Structure Constants in the $N=1$ Super-Liouville Field Theory

TL;DR

This paper analyzes the structure constants of the N=1 Super-Liouville field theory, deriving explicit three-point functions in different sectors by solving differential and functional equations rooted in superconformal symmetry.

Contribution

It provides explicit formulas for three-point correlation functions in N=1 Super-Liouville theory, extending understanding of its structure constants and symmetry properties.

Findings

Derived differential equations for correlation functions with degenerated fields.

Solved these equations using hypergeometric functions for four-point functions.

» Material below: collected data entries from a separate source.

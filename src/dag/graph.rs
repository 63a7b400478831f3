// src/dag/graph.rs

use std::collections::BTreeMap;
use std::sync::{Arc, PoisonError, RwLock};

use tracing::{debug, warn};

use crate::config::model::ConfigFile;
use crate::dag::task::{Task, TaskSpec};
use crate::dag::TaskName;
use crate::errors::{ParabuildError, Result};
use crate::exec::command::shell_action;

/// The set of known tasks, keyed by name.
///
/// The graph can grow while a build runs: task actions may define tasks or
/// add prerequisites through [`TaskContext::graph`](crate::dag::TaskContext::graph).
/// Acyclicity of config-defined tasks is checked in `config::validate`;
/// cycles introduced at runtime are caught by the invocation chain.
#[derive(Debug, Default)]
pub struct TaskGraph {
    tasks: RwLock<BTreeMap<TaskName, Arc<Task>>>,
}

impl TaskGraph {
    pub fn new() -> Self {
        Self::default()
    }

    /// Build a graph from a validated [`ConfigFile`].
    pub fn from_config(cfg: &ConfigFile) -> Self {
        let graph = Self::new();

        for (name, tc) in cfg.task.iter() {
            let mut spec = TaskSpec::new(name.clone())
                .needs(tc.after.iter().cloned())
                .parallel(tc.parallel)
                .params(tc.task_params());
            if let Some(desc) = &tc.desc {
                spec = spec.describe(desc.clone());
            }
            if let Some(cmd) = &tc.cmd {
                spec.actions.push(shell_action(cmd.clone()));
            }
            graph.define(spec);
        }

        graph
    }

    /// Define a task, or enhance it if the name is already taken.
    pub fn define(&self, spec: TaskSpec) -> Arc<Task> {
        let mut tasks = self.tasks.write().unwrap_or_else(PoisonError::into_inner);

        if let Some(existing) = tasks.get(&spec.name) {
            if existing.is_parallel() != spec.parallel {
                warn!(
                    task = %spec.name,
                    parallel = existing.is_parallel(),
                    "redefinition changes `parallel`; keeping the first definition's setting"
                );
            }
            debug!(task = %spec.name, "enhancing existing task");
            existing.enhance(spec);
            return Arc::clone(existing);
        }

        debug!(task = %spec.name, parallel = spec.parallel, "defining task");
        let task = Arc::new(Task::from_spec(spec));
        tasks.insert(task.name().to_string(), Arc::clone(&task));
        task
    }

    /// Look up a task by name.
    pub fn get(&self, name: &str) -> Option<Arc<Task>> {
        self.tasks
            .read()
            .unwrap_or_else(PoisonError::into_inner)
            .get(name)
            .cloned()
    }

    pub fn lookup(&self, name: &str) -> Result<Arc<Task>> {
        self.get(name)
            .ok_or_else(|| ParabuildError::TaskNotFound(name.to_string()))
    }

    pub fn contains(&self, name: &str) -> bool {
        self.get(name).is_some()
    }

    /// All task names, sorted.
    pub fn task_names(&self) -> Vec<TaskName> {
        self.tasks
            .read()
            .unwrap_or_else(PoisonError::into_inner)
            .keys()
            .cloned()
            .collect()
    }

    /// Add prerequisites to `task`, defining it as a plain task if unknown.
    pub fn add_prerequisites<I, S>(&self, task: &str, prerequisites: I) -> Arc<Task>
    where
        I: IntoIterator<Item = S>,
        S: Into<TaskName>,
    {
        self.define(TaskSpec::new(task).needs(prerequisites))
    }

    /// Override a declared parameter from its string form.
    pub fn set_param(&self, task: &str, key: &str, raw: &str) -> Result<()> {
        self.lookup(task)?
            .set_param(key, raw)
            .map_err(|e| ParabuildError::ConfigError(format!("task '{task}': {e}")))
    }
}

#[cfg(test)]
mod tests {
    use super::*;
    use crate::types::ParamValue;

    #[test]
    fn redefinition_appends_prerequisites_and_actions() {
        let graph = TaskGraph::new();
        graph.define(TaskSpec::new("t1").needs(["t2"]).action(|_| Ok(())));
        graph.define(TaskSpec::new("t1").needs(["t2", "t3"]).action(|_| Ok(())));

        let t1 = graph.lookup("t1").unwrap();
        assert_eq!(t1.prerequisites(), vec!["t2", "t3"]);
        assert_eq!(t1.action_count(), 2);
    }

    #[test]
    fn add_prerequisites_defines_unknown_tasks() {
        let graph = TaskGraph::new();
        graph.add_prerequisites("t9", ["t4"]);
        assert_eq!(graph.lookup("t9").unwrap().prerequisites(), vec!["t4"]);
        assert!(!graph.lookup("t9").unwrap().is_parallel());
    }

    #[test]
    fn set_param_is_type_checked() {
        let graph = TaskGraph::new();
        graph.define(TaskSpec::new("welcome").param("n", ParamValue::Int(1)));

        graph.set_param("welcome", "n", "3").unwrap();
        assert_eq!(
            graph.lookup("welcome").unwrap().params().get("n"),
            Some(&ParamValue::Int(3))
        );

        let err = graph.set_param("welcome", "n", "three").unwrap_err();
        assert!(matches!(err, ParabuildError::ConfigError(_)));
        let err = graph.set_param("missing", "n", "1").unwrap_err();
        assert!(matches!(err, ParabuildError::TaskNotFound(_)));
    }
}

Obtained explicit three-point functions in Neveu-Schwarz and Ramond sectors.

Abstract

The symmetry algebra of $N=1$ Super-Liouville field theory in two dimensions is the infinite dimensional $N=1$ superconformal algebra, which allows one to prove, that correlation functions, containing degenerated fields obey some partial linear differential equations. In the special case of four point function, including a primary field degenerated at the first level, this differential equations can be solved via hypergeometric functions. Taking into account mutual locality properties of fields and investigating s- and t- channel singularities we obtain some functional relations for three- point correlation functions. Solving this functional equations we obtain three-point functions in both Neveu-Schwarz and Ramond sectors.